Should I send scalar tensor to GPU?

Hello,

Please read the two implementations, which one is preferred for GPU?
general question: should I send scalar to GPU ?

class Net1(nn.Module):
    def __init__(self):
        super().__init__()
        self.register_buffer('tau', torch.tensor(0.5))
        
    def forward(self, x):
        return self.tau*x
#------------------------------------------------------------------
class Net2(nn.Module):
    def __init__(self):
        super().__init__()
        self.tau=0.5
        
    def forward(self, x):
        return self.tau*x
#------------------------------------------------------------------
model=Net1()
model.to('cuda')
#or
model=Net2()
model.to('cuda')
# will self.tau be sent to GPU 'automatically' and then do tau*x ?

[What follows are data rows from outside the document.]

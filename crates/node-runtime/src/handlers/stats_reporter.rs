//! # Stats Reporter
//!
//! Periodically logs controller counters and the pending queue.

use std::sync::Arc;
use std::time::Duration;

use tl_02_timelock_ledger::InMemoryTimelockService;
use tracing::info;

/// Logs a stats line every `interval`.
pub struct StatsReporter {
    timelock: Arc<InMemoryTimelockService>,
    interval: Duration,
}

impl StatsReporter {
    /// Create a reporter for `timelock`.
    pub fn new(timelock: Arc<InMemoryTimelockService>, interval: Duration) -> Self {
        Self { timelock, interval }
    }

    /// Log one report now.
    pub fn report(&self) {
        let stats = self.timelock.stats();
        let pending = self.timelock.pending_operations();
        info!(
            scheduled = stats.operations_scheduled,
            executed = stats.operations_executed,
            cancelled = stats.operations_cancelled,
            rejected = stats.rejected_requests,
            pending = pending.len(),
            total_supply = %self.timelock.total_supply(),
            "Timelock stats"
        );
    }

    /// Report forever. Cancel by dropping the task.
    pub async fn run(self) {
        let mut ticker = tokio::time::interval(self.interval);
        // First tick completes immediately.
        ticker.tick().await;
        loop {
            ticker.tick().await;
            self.report();
        }
    }
}
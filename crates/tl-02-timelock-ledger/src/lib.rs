//! # TL-02 Timelock Ledger Controller
//!
//! **Subsystem ID:** 2
//! **Architecture:** Hexagonal (DDD)
//!
//! ## Purpose
//!
//! Gate privileged supply mutations behind a mandatory observation window:
//! - The owner requests an issue (mint) or redeem (burn) of its own balance
//! - The request becomes executable `min_delay` seconds later
//! - The owner may cancel while it is pending
//! - Execution applies the effect to the ledger exactly once
//!
//! ## Domain Invariants
//!
//! | Invariant | Enforcement Location |
//! |-----------|---------------------|
//! | Ids never reused | `domain/state.rs` - `TimelockState::schedule_next()` |
//! | Nonce advances only on success | `domain/state.rs` - `TimelockState::schedule_next()` |
//! | No partial application | `domain/state.rs` - `TimelockState::execute()` |
//! | Checked supply arithmetic | `domain/effect.rs` - `compute_effect()` |
//! | One call at a time | `service.rs` - single `Mutex<TimelockState>` |
//!
//! ## Outbound Dependencies
//!
//! | Port | Adapter | Purpose |
//! |------|---------|---------|
//! | `SupplyLedger` | `InMemoryLedger` | Total supply and balances |
//! | `OwnerAuthority` | `SingleOwner` | Owner capability check |
//! | `Clock` | `SystemClock`, `ManualClock` | Current time |
//! | `shared_bus::EventPublisher` | `InMemoryEventBus` | Notifications |
//!
//! ## Feature Flags
//!
//! - `metrics`: record Prometheus counters via `timelock-telemetry`
//!
//! ## Usage
//!
//! ```rust,ignore
//! use std::sync::Arc;
//! use shared_bus::InMemoryEventBus;
//! use tl_02_timelock_ledger::*;
//!
//! let config = TimelockConfig::new(owner).with_min_delay(60);
//! let service = TimelockLedgerService::new(
//!     config,
//!     InMemoryLedger::new(),
//!     SystemClock,
//!     SingleOwner::new(owner),
//!     Arc::new(InMemoryEventBus::new()),
//! )?;
//!
//! let id = service.request_issue(owner, U256::from(100))?;
//! // ... at least 60 seconds later
//! service.execute_request(owner, id)?;
//! ```

#![warn(missing_docs)]
#![warn(clippy::all)]

pub mod adapters;
pub mod config;
pub mod domain;
mod metrics;
pub mod ports;
pub mod service;

// Re-exports
pub use adapters::{InMemoryLedger, ManualClock, SingleOwner, SystemClock};
pub use config::{ConfigError, ExecutionPolicy, TimelockConfig, DEFAULT_MIN_DELAY_SECS};
pub use domain::{
    compute_effect, ErrorKind, SupplyEffect, TimelockLedgerError, TimelockSnapshot,
    TimelockState,
};
pub use ports::{Clock, OwnerAuthority, SupplyLedger, TimelockLedgerApi};
pub use service::{InMemoryTimelockService, ServiceStats, TimelockLedgerService};
pub use shared_types::entities::{Address, OperationId, OperationKind, Timestamp, U256};

/// Crate version
pub const VERSION: &str = env!("CARGO_PKG_VERSION");

/// Subsystem ID for bus events.
pub const SUBSYSTEM_ID: u8 = shared_bus::LEDGER_SUBSYSTEM;
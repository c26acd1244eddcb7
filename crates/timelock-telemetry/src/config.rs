//! Telemetry configuration from environment variables.

use std::env;

/// Configuration for logging and metrics.
#[derive(Debug, Clone)]
pub struct TelemetryConfig {
    /// Service name attached to log lines
    pub service_name: String,

    /// Log level filter (trace, debug, info, warn, error)
    pub log_level: String,

    /// Whether to enable console output
    pub console_output: bool,

    /// Whether to enable JSON formatted logs
    pub json_logs: bool,

    /// Whether to register Prometheus metrics
    pub metrics_enabled: bool,

    /// Network identifier (devnet, testnet, mainnet)
    pub network: String,
}

impl Default for TelemetryConfig {
    fn default() -> Self {
        Self {
            service_name: "timelock-ledger".to_string(),
            log_level: "info".to_string(),
            console_output: true,
            json_logs: false,
            metrics_enabled: true,
            network: "devnet".to_string(),
        }
    }
}

impl TelemetryConfig {
    /// Create configuration from environment variables.
    ///
    /// # Environment Variables
    ///
    /// - `TL_SERVICE_NAME`: Service name (default: timelock-ledger)
    /// - `TL_LOG_LEVEL` or `RUST_LOG`: Log level (default: info)
    /// - `TL_CONSOLE_OUTPUT`: Enable console output (default: true)
    /// - `TL_JSON_LOGS`: Enable JSON logs (default: false in dev, true in containers)
    /// - `TL_METRICS`: Register Prometheus metrics (default: true)
    /// - `TL_NETWORK`: Network name (default: devnet)
    pub fn from_env() -> Self {
        let is_container =
            env::var("KUBERNETES_SERVICE_HOST").is_ok() || env::var("DOCKER_CONTAINER").is_ok();

        Self {
            service_name: env::var("TL_SERVICE_NAME")
                .unwrap_or_else(|_| "timelock-ledger".to_string()),

            log_level: env::var("TL_LOG_LEVEL")
                .or_else(|_| env::var("RUST_LOG"))
                .unwrap_or_else(|_| "info".to_string()),

            console_output: env::var("TL_CONSOLE_OUTPUT")
                .map(|v| parse_flag(&v))
                .unwrap_or(true),

            json_logs: env::var("TL_JSON_LOGS")
                .map(|v| parse_flag(&v))
                .unwrap_or(is_container),

            metrics_enabled: env::var("TL_METRICS")
                .map(|v| parse_flag(&v))
                .unwrap_or(true),

            network: env::var("TL_NETWORK").unwrap_or_else(|_| "devnet".to_string()),
        }
    }

    /// Full service name including network.
    pub fn full_service_name(&self) -> String {
        format!("{}-{}", self.service_name, self.network)
    }
}

/// `"false"`, `"0"`, `"no"` and `"off"` are false; anything else is true.
fn parse_flag(value: &str) -> bool {
    !matches!(
        value.trim().to_lowercase().as_str(),
        "false" | "0" | "no" | "off"
    )
}
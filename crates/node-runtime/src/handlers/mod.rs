//! # Background Handlers
//!
//! Long-running tasks spawned by the node runtime.

pub mod event_log;
pub mod stats_reporter;

pub use event_log::*;
pub use stats_reporter::*;
//! # Event Log Handler
//!
//! Subscribes to every timelock notification and writes it to the log, so
//! holders watching the node output see each scheduled mint or burn during
//! its observation window.

use shared_bus::{Subscription, TimelockEvent};
use tracing::{debug, info};

/// Logs every event received on its subscription.
pub struct EventLogHandler {
    subscription: Subscription,
    logged: u64,
}

impl EventLogHandler {
    /// Create a handler over `subscription`.
    pub fn new(subscription: Subscription) -> Self {
        Self {
            subscription,
            logged: 0,
        }
    }

    /// Run until the bus closes. Returns the number of events logged.
    pub async fn run(mut self) -> u64 {
        info!("Event log handler started");
        while let Some(event) = self.subscription.recv().await {
            log_event(&event);
            self.logged += 1;
        }
        debug!(logged = self.logged, "Event bus closed");
        self.logged
    }
}

/// Write one event at `info` level with structured fields.
pub fn log_event(event: &TimelockEvent) {
    match event {
        TimelockEvent::CallScheduled(e) => info!(
            id = %e.id,
            kind = %e.kind,
            amount = %e.amount,
            ready_at = e.ready_at,
            "CallScheduled"
        ),
        TimelockEvent::CallExecuted(e) => {
            info!(id = %e.id, kind = %e.kind, amount = %e.amount, "CallExecuted")
        }
        TimelockEvent::Cancelled(e) => info!(id = %e.id, "Cancelled"),
        TimelockEvent::MinDelayChange(e) => info!(
            old_duration = e.old_duration,
            new_duration = e.new_duration,
            "MinDelayChange"
        ),
        TimelockEvent::Transfer(e) => {
            info!(from = %e.from, to = %e.to, value = %e.value, "Transfer")
        }
    }
}
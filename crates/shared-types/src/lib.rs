//! # Shared Types Crate
//!
//! This crate contains the entities and notification payloads shared by every
//! crate in the workspace.
//!
//! ## Design Principles
//!
//! - **Single Source of Truth**: `OperationId`, `OperationKind`, `Address` and
//!   the amount type are defined once here.
//! - **Payloads, not transport**: notification structs live here; the bus that
//!   carries them lives in `shared-bus`.

pub mod entities;
pub mod errors;
pub mod events;

pub use entities::*;
pub use errors::*;
pub use events::*;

When you move model to GPU then all the computation happens on the GPU. So self.tau is also moved to GPU automatically.

self.tau=0.5 will be moved to GPU automatically?

IIRC, "Scalar"s are handled in specialized ops in c++, so they probably just end up as arguments to cuda kernel functions. And cuda automatically copies kernel arguments (pointers & scalars) to gpu.
So maybe scalars are marginally faster than buffers, not sure.

Consider this. When you move your model to GPU, all rhe weights of the model are moved to GPU. Now when you have to do some computation on these weights that has to be done on the GPU because GPU-CPU-GPU transfers are expensive. So all the code of your model in turn runs on rhe GPU.